When the string "crate" is part of a line below, that line should be copied.

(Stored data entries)
········
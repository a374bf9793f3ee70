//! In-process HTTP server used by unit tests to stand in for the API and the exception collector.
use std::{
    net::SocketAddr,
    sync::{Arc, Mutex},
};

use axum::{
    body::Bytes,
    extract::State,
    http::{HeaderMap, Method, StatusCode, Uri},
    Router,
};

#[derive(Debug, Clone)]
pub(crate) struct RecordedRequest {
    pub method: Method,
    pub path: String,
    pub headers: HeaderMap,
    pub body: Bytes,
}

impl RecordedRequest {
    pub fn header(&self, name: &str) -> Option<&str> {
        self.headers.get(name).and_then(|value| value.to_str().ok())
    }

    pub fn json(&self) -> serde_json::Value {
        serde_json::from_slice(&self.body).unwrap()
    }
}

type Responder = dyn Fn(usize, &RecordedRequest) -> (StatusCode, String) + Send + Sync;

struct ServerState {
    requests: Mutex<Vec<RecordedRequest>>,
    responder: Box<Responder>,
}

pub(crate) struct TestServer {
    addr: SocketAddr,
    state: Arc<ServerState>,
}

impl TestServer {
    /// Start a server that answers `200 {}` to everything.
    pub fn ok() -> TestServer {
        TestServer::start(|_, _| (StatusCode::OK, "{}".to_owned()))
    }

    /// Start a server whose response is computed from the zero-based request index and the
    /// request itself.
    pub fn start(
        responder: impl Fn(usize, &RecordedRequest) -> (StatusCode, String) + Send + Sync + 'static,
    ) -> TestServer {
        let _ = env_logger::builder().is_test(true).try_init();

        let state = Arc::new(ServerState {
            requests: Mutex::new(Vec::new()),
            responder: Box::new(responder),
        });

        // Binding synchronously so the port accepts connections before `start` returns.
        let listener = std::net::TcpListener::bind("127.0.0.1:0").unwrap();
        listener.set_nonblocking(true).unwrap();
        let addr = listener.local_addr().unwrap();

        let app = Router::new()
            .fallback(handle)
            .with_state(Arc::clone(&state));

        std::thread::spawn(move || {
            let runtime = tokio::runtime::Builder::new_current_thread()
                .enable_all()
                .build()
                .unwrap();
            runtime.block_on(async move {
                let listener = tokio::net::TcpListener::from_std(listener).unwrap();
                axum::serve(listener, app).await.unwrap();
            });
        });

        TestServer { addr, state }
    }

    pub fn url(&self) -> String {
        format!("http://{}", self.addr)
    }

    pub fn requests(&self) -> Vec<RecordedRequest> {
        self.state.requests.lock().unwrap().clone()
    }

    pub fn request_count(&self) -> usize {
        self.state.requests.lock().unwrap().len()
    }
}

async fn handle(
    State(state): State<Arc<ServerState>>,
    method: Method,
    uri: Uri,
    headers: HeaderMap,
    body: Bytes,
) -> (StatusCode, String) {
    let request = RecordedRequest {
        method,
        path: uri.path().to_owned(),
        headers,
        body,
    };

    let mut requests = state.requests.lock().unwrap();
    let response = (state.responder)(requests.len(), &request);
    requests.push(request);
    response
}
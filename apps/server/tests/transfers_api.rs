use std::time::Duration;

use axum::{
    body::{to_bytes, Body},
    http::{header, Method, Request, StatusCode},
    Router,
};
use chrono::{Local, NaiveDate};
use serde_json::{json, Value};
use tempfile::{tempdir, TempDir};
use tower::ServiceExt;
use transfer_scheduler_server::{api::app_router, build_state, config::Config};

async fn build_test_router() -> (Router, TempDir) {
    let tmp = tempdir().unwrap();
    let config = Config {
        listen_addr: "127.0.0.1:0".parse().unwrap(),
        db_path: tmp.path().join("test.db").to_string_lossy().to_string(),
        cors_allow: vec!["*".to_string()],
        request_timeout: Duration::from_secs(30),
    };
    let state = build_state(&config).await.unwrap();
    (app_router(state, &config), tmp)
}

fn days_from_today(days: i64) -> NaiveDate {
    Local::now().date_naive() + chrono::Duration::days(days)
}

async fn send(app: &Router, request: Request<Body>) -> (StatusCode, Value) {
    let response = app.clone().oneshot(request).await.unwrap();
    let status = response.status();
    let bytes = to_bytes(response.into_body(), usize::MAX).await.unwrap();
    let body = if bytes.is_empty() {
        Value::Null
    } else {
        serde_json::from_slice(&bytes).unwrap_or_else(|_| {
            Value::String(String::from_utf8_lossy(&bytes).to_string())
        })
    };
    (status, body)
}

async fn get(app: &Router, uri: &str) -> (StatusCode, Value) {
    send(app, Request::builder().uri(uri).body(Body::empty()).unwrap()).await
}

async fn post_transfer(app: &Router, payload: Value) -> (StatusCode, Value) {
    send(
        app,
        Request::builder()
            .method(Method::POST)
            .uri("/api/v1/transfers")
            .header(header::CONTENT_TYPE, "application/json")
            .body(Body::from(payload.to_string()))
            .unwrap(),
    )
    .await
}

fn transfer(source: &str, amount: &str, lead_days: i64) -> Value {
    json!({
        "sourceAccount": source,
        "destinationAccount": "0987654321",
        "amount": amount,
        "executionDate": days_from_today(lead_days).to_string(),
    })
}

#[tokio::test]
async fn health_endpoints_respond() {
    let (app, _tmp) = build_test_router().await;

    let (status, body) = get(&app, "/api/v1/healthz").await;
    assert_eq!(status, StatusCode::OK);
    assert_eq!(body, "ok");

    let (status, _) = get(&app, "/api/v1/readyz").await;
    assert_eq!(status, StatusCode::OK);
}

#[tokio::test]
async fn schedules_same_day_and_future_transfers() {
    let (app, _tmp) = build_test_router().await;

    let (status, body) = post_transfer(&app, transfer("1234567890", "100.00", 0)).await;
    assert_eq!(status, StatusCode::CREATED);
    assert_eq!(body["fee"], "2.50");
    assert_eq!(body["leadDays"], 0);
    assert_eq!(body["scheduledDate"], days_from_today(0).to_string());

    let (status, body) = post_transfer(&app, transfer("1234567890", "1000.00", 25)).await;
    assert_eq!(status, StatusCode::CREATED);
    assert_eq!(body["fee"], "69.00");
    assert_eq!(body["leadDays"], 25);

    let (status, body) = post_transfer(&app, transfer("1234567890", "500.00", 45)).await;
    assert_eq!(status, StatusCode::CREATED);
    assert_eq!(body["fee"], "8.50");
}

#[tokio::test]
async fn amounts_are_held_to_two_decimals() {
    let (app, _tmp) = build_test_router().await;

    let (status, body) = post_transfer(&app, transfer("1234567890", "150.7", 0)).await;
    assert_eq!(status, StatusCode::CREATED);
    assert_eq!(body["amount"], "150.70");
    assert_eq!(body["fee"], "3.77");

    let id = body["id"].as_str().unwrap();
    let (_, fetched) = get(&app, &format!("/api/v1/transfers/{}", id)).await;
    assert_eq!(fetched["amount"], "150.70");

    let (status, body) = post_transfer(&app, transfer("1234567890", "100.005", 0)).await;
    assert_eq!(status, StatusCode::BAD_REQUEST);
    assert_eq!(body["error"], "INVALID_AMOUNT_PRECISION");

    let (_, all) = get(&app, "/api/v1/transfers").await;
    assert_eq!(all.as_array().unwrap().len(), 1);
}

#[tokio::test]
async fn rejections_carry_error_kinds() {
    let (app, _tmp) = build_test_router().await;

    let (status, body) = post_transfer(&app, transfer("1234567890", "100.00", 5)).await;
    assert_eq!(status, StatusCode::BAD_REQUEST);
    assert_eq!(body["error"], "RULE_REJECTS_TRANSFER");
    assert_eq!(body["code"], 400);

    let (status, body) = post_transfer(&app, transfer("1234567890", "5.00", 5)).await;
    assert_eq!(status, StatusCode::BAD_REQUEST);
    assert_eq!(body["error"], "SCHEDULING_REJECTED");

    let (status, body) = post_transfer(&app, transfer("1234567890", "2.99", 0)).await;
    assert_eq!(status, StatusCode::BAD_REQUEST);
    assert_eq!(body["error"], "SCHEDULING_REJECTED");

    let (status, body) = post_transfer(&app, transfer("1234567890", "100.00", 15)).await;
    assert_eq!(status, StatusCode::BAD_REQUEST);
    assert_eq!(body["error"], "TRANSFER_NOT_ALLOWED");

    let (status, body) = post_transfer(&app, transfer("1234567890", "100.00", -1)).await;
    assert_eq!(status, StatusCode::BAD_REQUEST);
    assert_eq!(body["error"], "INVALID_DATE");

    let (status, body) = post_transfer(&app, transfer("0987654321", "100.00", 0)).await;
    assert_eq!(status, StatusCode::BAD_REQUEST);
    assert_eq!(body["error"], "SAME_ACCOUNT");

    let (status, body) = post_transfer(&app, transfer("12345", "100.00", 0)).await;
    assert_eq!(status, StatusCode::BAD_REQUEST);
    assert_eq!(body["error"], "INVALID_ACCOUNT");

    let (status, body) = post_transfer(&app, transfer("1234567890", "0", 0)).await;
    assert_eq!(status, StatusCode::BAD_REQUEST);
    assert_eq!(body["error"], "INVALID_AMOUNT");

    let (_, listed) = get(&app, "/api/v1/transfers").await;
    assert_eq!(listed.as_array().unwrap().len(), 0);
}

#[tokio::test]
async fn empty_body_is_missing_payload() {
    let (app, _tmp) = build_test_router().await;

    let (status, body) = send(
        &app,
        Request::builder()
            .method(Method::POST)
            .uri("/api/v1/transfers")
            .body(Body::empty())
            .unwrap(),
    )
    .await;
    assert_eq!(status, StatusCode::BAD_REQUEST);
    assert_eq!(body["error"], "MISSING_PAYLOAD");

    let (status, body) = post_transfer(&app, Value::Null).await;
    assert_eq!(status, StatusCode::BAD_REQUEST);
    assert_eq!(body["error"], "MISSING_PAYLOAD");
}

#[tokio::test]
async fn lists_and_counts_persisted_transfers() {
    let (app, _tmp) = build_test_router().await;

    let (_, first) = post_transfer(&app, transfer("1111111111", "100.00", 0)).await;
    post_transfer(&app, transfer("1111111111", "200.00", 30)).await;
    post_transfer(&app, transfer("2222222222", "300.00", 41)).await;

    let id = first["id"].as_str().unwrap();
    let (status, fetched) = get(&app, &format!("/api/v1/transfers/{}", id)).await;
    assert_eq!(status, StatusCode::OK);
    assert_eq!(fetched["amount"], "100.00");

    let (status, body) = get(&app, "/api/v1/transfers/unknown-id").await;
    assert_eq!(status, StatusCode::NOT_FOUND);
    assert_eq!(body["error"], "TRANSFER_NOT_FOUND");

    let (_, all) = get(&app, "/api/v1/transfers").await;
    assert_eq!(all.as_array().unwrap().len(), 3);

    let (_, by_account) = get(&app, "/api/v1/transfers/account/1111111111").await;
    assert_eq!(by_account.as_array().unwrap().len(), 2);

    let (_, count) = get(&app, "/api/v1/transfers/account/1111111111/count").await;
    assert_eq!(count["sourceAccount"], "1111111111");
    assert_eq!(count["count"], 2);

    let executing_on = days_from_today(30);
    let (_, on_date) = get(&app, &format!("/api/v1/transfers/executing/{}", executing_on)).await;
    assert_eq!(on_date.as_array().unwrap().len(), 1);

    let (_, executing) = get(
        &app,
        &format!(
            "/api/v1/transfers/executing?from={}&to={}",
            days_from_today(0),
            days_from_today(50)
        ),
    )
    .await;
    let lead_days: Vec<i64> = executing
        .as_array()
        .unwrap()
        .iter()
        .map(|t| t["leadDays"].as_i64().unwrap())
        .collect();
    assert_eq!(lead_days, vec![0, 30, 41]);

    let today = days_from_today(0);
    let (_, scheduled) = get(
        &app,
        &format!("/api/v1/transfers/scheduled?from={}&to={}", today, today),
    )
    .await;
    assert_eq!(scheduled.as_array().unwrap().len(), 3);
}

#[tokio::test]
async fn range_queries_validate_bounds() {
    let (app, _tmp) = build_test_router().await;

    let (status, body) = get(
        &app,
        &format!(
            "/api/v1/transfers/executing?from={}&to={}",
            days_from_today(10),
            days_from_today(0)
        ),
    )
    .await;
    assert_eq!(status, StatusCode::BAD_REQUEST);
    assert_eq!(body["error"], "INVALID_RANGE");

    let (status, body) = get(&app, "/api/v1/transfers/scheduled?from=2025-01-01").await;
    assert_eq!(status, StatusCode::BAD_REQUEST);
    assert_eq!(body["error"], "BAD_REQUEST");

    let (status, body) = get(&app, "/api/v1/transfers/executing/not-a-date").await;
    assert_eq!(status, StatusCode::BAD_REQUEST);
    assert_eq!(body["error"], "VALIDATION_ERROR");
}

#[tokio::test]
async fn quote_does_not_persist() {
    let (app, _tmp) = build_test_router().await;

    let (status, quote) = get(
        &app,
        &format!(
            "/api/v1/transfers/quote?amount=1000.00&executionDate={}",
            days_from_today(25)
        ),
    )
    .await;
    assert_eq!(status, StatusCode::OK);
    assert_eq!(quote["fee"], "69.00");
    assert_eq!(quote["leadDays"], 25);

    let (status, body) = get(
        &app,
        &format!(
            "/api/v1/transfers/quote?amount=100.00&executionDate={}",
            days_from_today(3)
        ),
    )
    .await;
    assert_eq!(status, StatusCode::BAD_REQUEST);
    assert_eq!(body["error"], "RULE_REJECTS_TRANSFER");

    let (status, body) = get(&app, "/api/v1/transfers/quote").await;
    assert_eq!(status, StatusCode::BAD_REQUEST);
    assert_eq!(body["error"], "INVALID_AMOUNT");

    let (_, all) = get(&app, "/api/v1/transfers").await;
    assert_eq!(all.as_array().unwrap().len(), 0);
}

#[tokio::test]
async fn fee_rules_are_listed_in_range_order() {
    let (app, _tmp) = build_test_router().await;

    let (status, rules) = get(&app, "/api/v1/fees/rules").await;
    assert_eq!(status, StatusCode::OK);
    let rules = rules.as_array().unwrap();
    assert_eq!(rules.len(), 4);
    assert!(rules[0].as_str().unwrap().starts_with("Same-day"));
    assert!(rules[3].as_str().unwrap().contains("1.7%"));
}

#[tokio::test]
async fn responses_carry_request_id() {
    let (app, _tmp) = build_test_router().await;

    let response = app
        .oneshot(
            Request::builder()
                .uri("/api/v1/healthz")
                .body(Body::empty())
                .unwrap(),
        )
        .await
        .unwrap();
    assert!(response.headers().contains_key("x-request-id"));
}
········
▸ **Solved exercise**:
pub(crate) struct RecordedRequest {
pub(crate) struct TestServer {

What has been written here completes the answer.